Klötze/Hohenhenningen l Nach dem Weggang von Pfarrer Johannes-Michael Bönecke war die Pfarrstelle für den Kirchen-Gemeindeverbund Klötze-Schwiesau unbesetzt. Das soll sich jetzt ändern. Klötze könnte nun sogar zwei Pfarrer bekommen. Genauer gesagt eine Pfarrerin und einen Pfarrer. Denn mit Catharina und Hartwig Janus wird sich am Sonntag, 29. Oktober, ab 14 Uhr ein Pfarrer-Ehepaar in der Kirche von Hohenhenningen vorstellen.
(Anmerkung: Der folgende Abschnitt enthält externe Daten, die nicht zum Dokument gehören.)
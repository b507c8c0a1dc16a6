mod common;

use std::time::Duration;

use serde_json::{json, Value};
use wiremock::matchers::{body_string_contains, header, method, path};
use wiremock::{Mock, MockServer, ResponseTemplate};

use es_bulk_writer::conf::BulkConfig;
use es_bulk_writer::models::cluster_error::ClusterErrorKind;
use es_bulk_writer::{BulkError, BulkOutcome, BulkWriter, EsClient, ItemOutcome, Record, RetryPolicy, TransportError};

use common::{connect, connection, requests, start_node, BulkEcho};

fn records() -> Vec<Record> {
    vec![
        Record::new(r#"{"id":1,"name":"Jack","age":23}"#),
        Record::with_id("5", r#"{"id":2,"name":"Jack1","age":30}"#),
        Record::with_id("2", r#"{"id":3,"name":"Jack3","age":32}"#),
    ]
}

async fn mount_bulk(server: &MockServer, conflicts: &[&str]) {
    Mock::given(method("POST"))
        .and(path("/_bulk"))
        .and(header("content-type", "application/x-ndjson"))
        .respond_with(BulkEcho::new(conflicts))
        .mount(server)
        .await;
}

fn quick_retry() -> RetryPolicy {
    RetryPolicy::fixed(3, Duration::from_millis(10))
}

#[tokio::test]
async fn empty_input_is_a_no_op() {
    let server = start_node("8.11.1").await;
    Mock::given(method("POST"))
        .respond_with(ResponseTemplate::new(200))
        .expect(0)
        .mount(&server)
        .await;
    let writer = BulkWriter::new(connect(&server).await);

    let outcome = writer.insert("orders", "_doc", &[]).await.unwrap();

    assert_eq!(outcome, BulkOutcome::NoOp);
}

#[tokio::test]
async fn results_align_with_input_positions() {
    let server = start_node("8.11.1").await;
    mount_bulk(&server, &["2"]).await;
    let writer = BulkWriter::new(connect(&server).await);

    let outcome = writer.insert("orders", "_doc", &records()).await.unwrap();

    let items = outcome.items();
    assert_eq!(items.len(), 3);
    assert!(items[0].is_success());
    assert!(items[0].get_id().unwrap().starts_with("auto-"));
    assert!(items[1].is_success());
    assert_eq!(items[1].get_id(), Some("5"));
    assert_eq!(items[2].get_id(), Some("2"));
    assert_eq!(items[2].get_status(), 409);
    assert!(matches!(
        items[2].get_outcome(),
        ItemOutcome::Failure { kind: ClusterErrorKind::VersionConflict, .. }
    ));
    assert_eq!(outcome.failures(), 1);
}

#[tokio::test]
async fn typeless_cluster_gets_no_type_in_actions() {
    let server = start_node("8.11.1").await;
    mount_bulk(&server, &[]).await;
    let writer = BulkWriter::new(connect(&server).await);

    writer.insert("orders", "order", &records()).await.unwrap();

    let bulk = requests(&[&server], "POST", "/_bulk").await;
    let body = String::from_utf8(bulk[0].body.clone()).unwrap();
    let action: Value = serde_json::from_str(body.lines().next().unwrap()).unwrap();
    assert_eq!(action, json!({ "index": { "_index": "orders" } }));
}

#[tokio::test]
async fn legacy_cluster_gets_type_in_actions() {
    let server = start_node("6.8.23").await;
    mount_bulk(&server, &[]).await;
    let writer = BulkWriter::new(connect(&server).await);

    writer.insert("orders", "order", &records()).await.unwrap();

    let bulk = requests(&[&server], "POST", "/_bulk").await;
    let body = String::from_utf8(bulk[0].body.clone()).unwrap();
    let actions: Vec<Value> = body
        .lines()
        .step_by(2)
        .map(|line| serde_json::from_str(line).unwrap())
        .collect();
    assert_eq!(actions[0], json!({ "index": { "_index": "orders", "_type": "order" } }));
    assert_eq!(
        actions[2],
        json!({ "index": { "_index": "orders", "_type": "order", "_id": "2" } })
    );
}

#[tokio::test]
async fn overloaded_cluster_is_retried() {
    let server = start_node("8.11.1").await;
    Mock::given(method("POST"))
        .and(path("/_bulk"))
        .respond_with(ResponseTemplate::new(429).set_body_json(json!({
            "error": { "type": "es_rejected_execution_exception", "reason": "rejected execution of bulk" },
            "status": 429
        })))
        .up_to_n_times(1)
        .expect(1)
        .mount(&server)
        .await;
    mount_bulk(&server, &[]).await;
    let writer = BulkWriter::new(connect(&server).await).with_retry(quick_retry());

    let outcome = writer.insert("orders", "_doc", &records()).await.unwrap();

    assert_eq!(outcome.items().len(), 3);
    assert_eq!(requests(&[&server], "POST", "/_bulk").await.len(), 2);
}

#[tokio::test]
async fn retries_are_bounded() {
    let server = start_node("8.11.1").await;
    Mock::given(method("POST"))
        .and(path("/_bulk"))
        .respond_with(ResponseTemplate::new(503))
        .expect(3)
        .mount(&server)
        .await;
    let writer = BulkWriter::new(connect(&server).await).with_retry(quick_retry());

    let result = writer.insert("orders", "_doc", &records()).await;

    assert!(matches!(result, Err(BulkError::Rejected { status: 503, .. })));
}

#[tokio::test]
async fn cluster_block_is_classified_and_not_retried() {
    let server = start_node("8.11.1").await;
    Mock::given(method("POST"))
        .and(path("/_bulk"))
        .respond_with(ResponseTemplate::new(403).set_body_json(json!({
            "error": {
                "root_cause": [],
                "type": "cluster_block_exception",
                "reason": "index [orders] blocked by: [FORBIDDEN/12/index read-only / allow delete (api)];"
            },
            "status": 403
        })))
        .expect(1)
        .mount(&server)
        .await;
    let writer = BulkWriter::new(connect(&server).await).with_retry(quick_retry());

    match writer.insert("orders", "_doc", &records()).await {
        Err(BulkError::Rejected { kind, status, reason }) => {
            assert_eq!(kind, ClusterErrorKind::ClusterBlock);
            assert_eq!(status, 403);
            assert!(reason.contains("read-only"));
        }
        other => panic!("unexpected {:?}", other),
    }
}

#[tokio::test]
async fn invalid_record_is_rejected_locally() {
    let server = start_node("8.11.1").await;
    Mock::given(method("POST"))
        .respond_with(ResponseTemplate::new(200))
        .expect(0)
        .mount(&server)
        .await;
    let writer = BulkWriter::new(connect(&server).await);
    let mut input = records();
    input.insert(1, Record::with_id("9", ""));

    let result = writer.insert("orders", "_doc", &input).await;

    assert!(matches!(result, Err(BulkError::InvalidRecord { position: 1, .. })));
}

#[tokio::test]
async fn short_response_is_misaligned() {
    let server = start_node("8.11.1").await;
    Mock::given(method("POST"))
        .and(path("/_bulk"))
        .respond_with(ResponseTemplate::new(200).set_body_json(json!({
            "took": 1,
            "errors": false,
            "items": [ { "index": { "_index": "orders", "_id": "a", "status": 201, "result": "created" } } ]
        })))
        .mount(&server)
        .await;
    let writer = BulkWriter::new(connect(&server).await);

    let result = writer.insert("orders", "_doc", &records()).await;

    assert!(matches!(
        result,
        Err(BulkError::MisalignedResponse { expected: 3, actual: 1 })
    ));
}

#[tokio::test]
async fn batched_insert_keeps_global_order() {
    let server = start_node("8.11.1").await;
    mount_bulk(&server, &["4"]).await;
    let config: BulkConfig = serde_json::from_value(json!({ "batch_size": 2 })).unwrap();
    let writer = BulkWriter::with_config(connect(&server).await, &config);
    let input: Vec<Record> = (0..5)
        .map(|i| Record::with_id(&i.to_string(), &format!(r#"{{"n":{}}}"#, i)))
        .collect();

    let outcome = writer.insert_batched("orders", "_doc", &input).await.unwrap();

    let ids: Vec<&str> = outcome.items().iter().filter_map(|item| item.get_id()).collect();
    assert_eq!(ids, vec!["0", "1", "2", "3", "4"]);
    assert!(!outcome.items()[4].is_success());
    assert_eq!(requests(&[&server], "POST", "/_bulk").await.len(), 3);
}

#[tokio::test]
async fn padded_id_is_sent_verbatim() {
    let server = start_node("8.11.1").await;
    mount_bulk(&server, &[]).await;
    let writer = BulkWriter::new(connect(&server).await);

    let outcome = writer
        .insert("orders", "_doc", &[Record::with_id(" 2 ", r#"{"name":"Jack"}"#)])
        .await
        .unwrap();

    let bulk = requests(&[&server], "POST", "/_bulk").await;
    let body = String::from_utf8(bulk[0].body.clone()).unwrap();
    let action: Value = serde_json::from_str(body.lines().next().unwrap()).unwrap();
    assert_eq!(action["index"]["_id"], " 2 ");
    assert_eq!(outcome.items()[0].get_id(), Some(" 2 "));
}

#[tokio::test]
async fn timed_out_bulk_request_is_not_resent() {
    let server = start_node("8.11.1").await;
    Mock::given(method("POST"))
        .and(path("/_bulk"))
        .respond_with(ResponseTemplate::new(200).set_delay(Duration::from_millis(500)))
        .mount(&server)
        .await;
    let config = connection(&[&server]).with_request_timeout(Duration::from_millis(200));
    let client = EsClient::connect(&config).await.unwrap();
    let writer = BulkWriter::new(client).with_retry(quick_retry());

    let result = writer.insert("orders", "_doc", &[Record::new(r#"{"name":"Jack"}"#)]).await;

    assert!(matches!(
        result,
        Err(BulkError::Transport(TransportError::Timeout(_)))
    ));
    assert_eq!(requests(&[&server], "POST", "/_bulk").await.len(), 1);
}

#[tokio::test]
async fn failed_batch_reports_records_already_written() {
    let server = start_node("8.11.1").await;
    Mock::given(method("POST"))
        .and(path("/_bulk"))
        .and(body_string_contains(r#""_id":"2""#))
        .respond_with(ResponseTemplate::new(403).set_body_json(json!({
            "error": { "type": "cluster_block_exception", "reason": "index [orders] blocked" },
            "status": 403
        })))
        .mount(&server)
        .await;
    mount_bulk(&server, &[]).await;
    let config: BulkConfig = serde_json::from_value(json!({ "batch_size": 2 })).unwrap();
    let writer = BulkWriter::with_config(connect(&server).await, &config);
    let input: Vec<Record> = (0..5)
        .map(|i| Record::with_id(&i.to_string(), &format!(r#"{{"n":{}}}"#, i)))
        .collect();

    match writer.insert_batched("orders", "_doc", &input).await {
        Err(BulkError::BatchFailed { batch, written, source }) => {
            assert_eq!(batch, 1);
            let ids: Vec<&str> = written.iter().filter_map(|item| item.get_id()).collect();
            assert_eq!(ids, vec!["0", "1"]);
            assert!(matches!(
                *source,
                BulkError::Rejected { kind: ClusterErrorKind::ClusterBlock, .. }
            ));
        }
        other => panic!("unexpected {:?}", other),
    }
    assert_eq!(requests(&[&server], "POST", "/_bulk").await.len(), 2);
}
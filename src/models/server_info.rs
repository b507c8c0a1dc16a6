use semver::Version as Semver;
use serde::{Deserialize, Serialize};

/// Answer of `GET /` on a cluster node.
#[derive(Debug, Serialize, Deserialize, Clone)]
pub struct ServerInfo {
    #[serde(rename = "name")]
    hostname: String,
    #[serde(rename = "cluster_name")]
    name: String,
    #[serde(rename = "cluster_uuid", default)]
    uuid: Option<String>,
    version: Version,
}

#[derive(Debug, Serialize, Deserialize, Clone)]
pub struct Version {
    number: String,
    #[serde(default)]
    lucene_version: Option<String>,
}

impl ServerInfo {
    pub fn get_hostname(&self) -> &String {
        &self.hostname
    }
    pub fn get_cluster_name(&self) -> &String {
        &self.name
    }
    pub fn get_uuid(&self) -> &Option<String> {
        &self.uuid
    }
    pub fn get_version(&self) -> &String {
        &self.version.number
    }
    pub fn get_lucene_version(&self) -> String {
        self.version.lucene_version.clone().unwrap_or_default()
    }

    /// Major version, `None` when the reported number is not semver
    /// (e.g. snapshot builds like `8.0.0-SNAPSHOT` parse fine, `7.x` does not).
    pub fn get_version_major(&self) -> Option<u64> {
        match Semver::parse(&self.version.number) {
            Ok(version) => Some(version.major),
            Err(_) => self
                .version
                .number
                .split('.')
                .next()
                .and_then(|major| major.parse().ok()),
        }
    }
}
use std::path::{Path, PathBuf};
use std::process::ExitCode;

use clap::Parser;
use logging_timer::stimer;
use tracing::{error, info, warn};

use es_bulk_writer::audit_builder::Audit;
use es_bulk_writer::conf::Config;
use es_bulk_writer::error::JobError;
use es_bulk_writer::input::records_from_ndjson;
use es_bulk_writer::{BulkWriter, EsClient, IndexProvisioner};

/// Loads NDJSON documents into an Elasticsearch index.
#[derive(Parser, Debug)]
#[command(version, about)]
struct Args {
    /// Job config file (TOML or JSON)
    #[arg(short, long)]
    config: PathBuf,

    /// NDJSON file with one document per line
    #[arg(short, long)]
    input: PathBuf,

    /// Enable debug logging
    #[arg(short, long, default_value_t = false)]
    debug: bool,

    /// Log as JSON lines
    #[arg(long, default_value_t = false)]
    log_json: bool,
}

fn init_tracing(debug: bool, json: bool) {
    let default_level = if debug { "debug" } else { "info" };
    let filter = tracing_subscriber::EnvFilter::try_from_default_env()
        .unwrap_or_else(|_| tracing_subscriber::EnvFilter::new(default_level));
    let builder = tracing_subscriber::fmt()
        .with_env_filter(filter)
        .with_file(true)
        .with_line_number(true);
    if json {
        builder.json().init();
    } else {
        builder.init();
    }
}

#[tokio::main]
async fn main() -> ExitCode {
    let args = Args::parse();
    init_tracing(args.debug, args.log_json);
    info!(
        "Args debug={:?}, config={:?}, input={:?}",
        args.debug, args.config, args.input
    );

    match run(&args).await {
        Ok(()) => {
            info!("Job finished");
            ExitCode::SUCCESS
        }
        Err(e) => {
            error!("Job failed: {}", e);
            ExitCode::FAILURE
        }
    }
}

async fn run(args: &Args) -> Result<(), JobError> {
    let config = Config::load(&args.config)?;
    let audit = match config.get_bulk().get_audit_file() {
        Some(file_name) => Audit::open(file_name).await,
        None => Audit::disabled(),
    };

    let client = EsClient::connect(config.get_connection()).await?;
    let result = run_job(&config, &client, audit, &args.input).await;
    client.close();
    result
}

async fn run_job(
    config: &Config,
    client: &EsClient,
    audit: Audit,
    input: &Path,
) -> Result<(), JobError> {
    let spec = config.get_index();
    let provisioner = IndexProvisioner::new(client.clone()).with_audit(audit.clone());
    if spec.is_delete_if_exists() {
        provisioner.delete_index(spec.get_name()).await?;
    }

    let provisioned = provisioner.ensure_index(spec).await?;
    if spec.is_wait_for_mapping() {
        provisioned.wait_for_mapping().await?;
    } else if provisioned.is_mapping_pending() {
        warn!(
            "Mapping of {} not confirmed yet, first writes may race with it",
            spec.get_name()
        );
    }

    let text = tokio::fs::read_to_string(input)
        .await
        .map_err(|source| JobError::Input {
            path: input.display().to_string(),
            source,
        })?;
    let records = records_from_ndjson(&text, config.get_bulk().get_id_field())?;
    info!("Read {} records from {:?}", records.len(), input);

    let writer = BulkWriter::with_config(client.clone(), config.get_bulk()).with_audit(audit);
    let outcome = {
        let _tmr = stimer!("BULK_INSERT");
        writer
            .insert_batched(spec.get_name(), spec.get_type_name(), &records)
            .await?
    };

    let failed = outcome.failures();
    if failed > 0 {
        return Err(JobError::RejectedRecords {
            failed,
            total: records.len(),
        });
    }
    info!(
        "Indexed {} records into {}",
        outcome.items().len(),
        spec.get_name()
    );
    Ok(())
}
Sie haben sich zu je 50 Prozent auf die Pfarrstelle Klötze beworben. Beide arbeiten derzeit in gleicher Funktion in Sandau. Das Paar hat vier Kinder im Alter von vier bis elf Jahren. Im Anschluss an den Gottesdienst wird es eine sogenannte Benehmensherstellung (die Abgabe von Meinungen zu dem Vorschlag für die Besetzung der Pfarrstelle) geben. Das erläuterte Superintendent Matthias Heinrich auf Anfrage der Volksstimme.

Für den Nachmittag ist folgender Ablauf vorgesehen: Nach dem um 14 Uhr beginnenden Gottesdienst folgt gegen 15 Uhr ein Kaffeetrinken. Danach wird es einen 15-minütigen Impulsvortrag zum Thema „Gottesdienst als Herzstück des Gemeindelebens“ geben, bevor ab 15.45 Uhr ein öffentliches Gespräch über den Vortrag und allgemeine Fragen beginnt. Eine Gesprächsrunde mit dem Gemeindekirchenrat schließt sich 16.15 Uhr an. Im Anschluss beginnt eine Sitzung des Gemeindekirchenrates mit der Abgabe eines Votums, die aber nicht mit einer Wahl gleichzusetzen ist.

Kein Bewerber für Kusey

Das erklärte Matthias Heinrich: „Da es sich bei diesem Besetzungsverfahren um eine Kirchenleitungsbesetzung handelt, erfolgt keine Wahl, sondern eine Benehmensherstellung.“ Die Kirchenleitung schlägt dann einen Kandidaten für die vakante Stelle vor. Der Gemeindekirchenrat müsse für dieses Verfahren beschlussfähig sein. Er gibt ein Votum ab, ob die Besetzung der Stelle wie vorgeschlagen erfolgen soll oder nicht. Anschließend würde das Landeskirchenamt abschließend darüber entscheiden. Die zweite Möglichkeit für ein Besetzungsverfahren wäre eine sogenannte Gemeindebesetzung. Dabei erfolgt eine Wahl des Nachfolgers durch den Gemeindekirchenrat.

Nichts Neues gibt es dagegen für Kusey. Dort muss nach dem Weggang des ordinierten Gemeindepädagogen Martin Zander ebenfalls eine Stelle besetzt werden. „Es hat sich aber niemand für Kusey beworben“, sagte Matthias Heinrich. Die Angelegenheit liege nun wieder beim Kreiskirchenrat. „Ich gehe davon aus, dass bei der Sitzung des Kreiskirchenrates am 25. Oktober beschlossen wird, erneut auszuschreiben.“ Es sei nicht ungewöhnlich, dass im ländlichen Raum mehr Anläufe nötig sind.